Over the last year, Greater Good Charities and its nation-wide network of shelters also implemented a number of intervention and support programs to keep people and pets together, such as donations of pet food and products to help pet owners coping with a loss of income, or arranging fosters who could care for pets while their owners recovered from COVID. And they have an eye toward the future as pet owners return to work and cope with pets’ socialization issues.

“Puppies and kittens that were adopted during the pandemic tended to have less opportunities to socialize with other people and animals, as dog parks were closed, as they travelled less with their families or maybe spent less time in play groups or daycare. Anecdotally, we are hearing of pet owners who are adding another pet to help them socialize and stay active,” Varsa said.

Through the support of Boehringer Ingelheim, Greater Good Charities and others, animal shelters have significantly – and hopefully permanently – expanded their foster and volunteer pools over the last year.

“The reality is that shelters will continue to be challenged in responding to changes and needs in their communities – for example in tourist-dependent markets hard hit by job loss, the ability to care for animals in natural disasters, or as pet owners and their animals transition from work-from-home mode,” said Dr. Ryan Johnson.

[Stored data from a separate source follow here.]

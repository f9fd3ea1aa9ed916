//! Character profile service.

use std::sync::Arc;

use crate::client::ClientInner;
use crate::models::{CharacterName, CharacterSummary, RealmSlug};
use crate::Result;

/// Service for character profile summaries.
///
/// # Example
///
/// ```no_run
/// # async fn example(client: battlenet_rs::BlizzardClient) -> battlenet_rs::Result<()> {
/// let summary = client.profile()
///     .summary(&"argent-dawn".into(), &"thrall".into())
///     .await?;
/// println!("{} ({})", summary.name, summary.class_name().unwrap_or("?"));
/// # Ok(())
/// # }
/// ```
pub struct ProfileService {
    inner: Arc<ClientInner>,
}

impl ProfileService {
    pub(crate) fn new(inner: Arc<ClientInner>) -> Self {
        Self { inner }
    }

    /// Get the profile summary for a character.
    pub async fn summary(
        &self,
        realm: &RealmSlug,
        name: &CharacterName,
    ) -> Result<CharacterSummary> {
        self.inner
            .get(&ClientInner::character_path(realm, name))
            .await
    }
}
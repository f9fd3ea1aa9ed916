//! Error types for the Battle.net API client.
//!
//! This module provides a single error type covering all failure modes when
//! talking to the Battle.net OAuth and Profile endpoints.

use serde_json::Value;
use thiserror::Error;

/// A specialized `Result` type for Battle.net operations.
pub type Result<T> = std::result::Result<T, Error>;

/// The main error type for all Battle.net API operations.
#[derive(Error, Debug)]
pub enum Error {
    /// HTTP request failed
    #[error("HTTP error: {0}")]
    Http(#[from] reqwest::Error),

    /// JSON serialization/deserialization failed
    #[error("JSON error: {0}")]
    Json(#[from] serde_json::Error),

    /// API returned an error response
    #[error("API error: status={status}, code={code:?}, detail={detail}")]
    Api {
        /// HTTP status code
        status: u16,
        /// Blizzard error code (e.g. "BLZWEBAPI00000404")
        code: Option<String>,
        /// Human-readable detail from the API
        detail: String,
        /// Raw response body for debugging
        body: Value,
    },

    /// Authentication failed (invalid client credentials, token grant failure)
    #[error("Authentication failed: {0}")]
    Authentication(String),

    /// Access token has expired and needs refresh
    #[error("Access token expired; refresh required")]
    TokenExpired,

    /// Resource not found (unknown character, realm, or endpoint)
    #[error("Not found: {0}")]
    NotFound(String),

    /// Rate limited by the API
    #[error("Rate limited; retry after {retry_after_secs} seconds")]
    RateLimited {
        /// Number of seconds to wait before retrying
        retry_after_secs: u64,
    },

    /// Invalid input provided to a function
    #[error("Invalid input: {0}")]
    InvalidInput(String),

    /// Configuration or credentials-file error
    #[error("Configuration error: {0}")]
    Config(String),

    /// I/O error (credentials file access)
    #[error("I/O error: {0}")]
    Io(#[from] std::io::Error),

    /// URL parsing error
    #[error("URL parse error: {0}")]
    UrlParse(#[from] url::ParseError),

    /// Discord gateway or HTTP error
    #[error("Discord error: {0}")]
    Discord(String),
}

#[cfg(feature = "bot")]
impl From<serenity::Error> for Error {
    fn from(err: serenity::Error) -> Self {
        Error::Discord(err.to_string())
    }
}

impl Error {
    /// Returns `true` if this error is potentially transient and the
    /// operation could be retried.
    pub fn is_retryable(&self) -> bool {
        match self {
            Error::Http(_) | Error::RateLimited { .. } => true,
            Error::Api { status, .. } => *status >= 500,
            _ => false,
        }
    }

    /// Returns `true` if this is an authentication-related error.
    pub fn is_auth_error(&self) -> bool {
        matches!(self, Error::Authentication(_) | Error::TokenExpired)
    }

    /// Returns `true` if this error indicates a client-side issue
    /// (invalid input, unknown character, etc.).
    pub fn is_client_error(&self) -> bool {
        match self {
            Error::Api { status, .. } => *status >= 400 && *status < 500,
            Error::NotFound(_) | Error::InvalidInput(_) | Error::Config(_) => true,
            _ => false,
        }
    }

    /// Returns `true` if this error indicates a server-side issue.
    pub fn is_server_error(&self) -> bool {
        match self {
            Error::Api { status, .. } => *status >= 500,
            _ => false,
        }
    }

    /// Create an API error from a Blizzard error response body.
    ///
    /// Blizzard error bodies look like
    /// `{"code": 404, "type": "BLZWEBAPI00000404", "detail": "Not Found"}`.
    pub(crate) fn from_api_response(status: u16, body: Value) -> Self {
        let code = body
            .get("type")
            .and_then(|c| c.as_str())
            .map(String::from);

        let detail = body
            .get("detail")
            .and_then(|d| d.as_str())
            .unwrap_or("Unknown API error")
            .to_string();

        Error::Api {
            status,
            code,
            detail,
            body,
        }
    }
}

#[cfg(test)]
mod tests {
    use super::*;

    #[test]
    fn test_error_retryable() {
        assert!(Error::RateLimited { retry_after_secs: 30 }.is_retryable());
        assert!(!Error::InvalidInput("bad".into()).is_retryable());
        assert!(!Error::TokenExpired.is_retryable());
    }

    #[test]
    fn test_error_auth() {
        assert!(Error::TokenExpired.is_auth_error());
        assert!(Error::Authentication("failed".into()).is_auth_error());
        assert!(!Error::NotFound("x".into()).is_auth_error());
    }

    #[test]
    fn test_from_api_response() {
        let body = serde_json::json!({
            "code": 404,
            "type": "BLZWEBAPI00000404",
            "detail": "Not Found"
        });

        let err = Error::from_api_response(404, body);
        match err {
            Error::Api {
                status,
                code,
                detail,
                ..
            } => {
                assert_eq!(status, 404);
                assert_eq!(code, Some("BLZWEBAPI00000404".to_string()));
                assert_eq!(detail, "Not Found");
            }
            _ => panic!("Expected Api error"),
        }
    }

    #[test]
    fn test_server_error_is_retryable() {
        let err = Error::from_api_response(503, serde_json::json!({}));
        assert!(err.is_retryable());
        assert!(err.is_server_error());
    }
}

“Driving the fostering conversation through the #StayHomeAndFoster campaign and helping shelters better manage their foster programs has been a game-changer. Many shelters had traditionally viewed fosters as an extension of their volunteers. COVID-19 showed us that those potentially willing and able to foster were different from and much broader than their typical group of volunteers. We are hoping that newly expanded group of pet lovers will be willing to step up again and lend a hand to shelters as fosters in the future too,” reflected Varsa.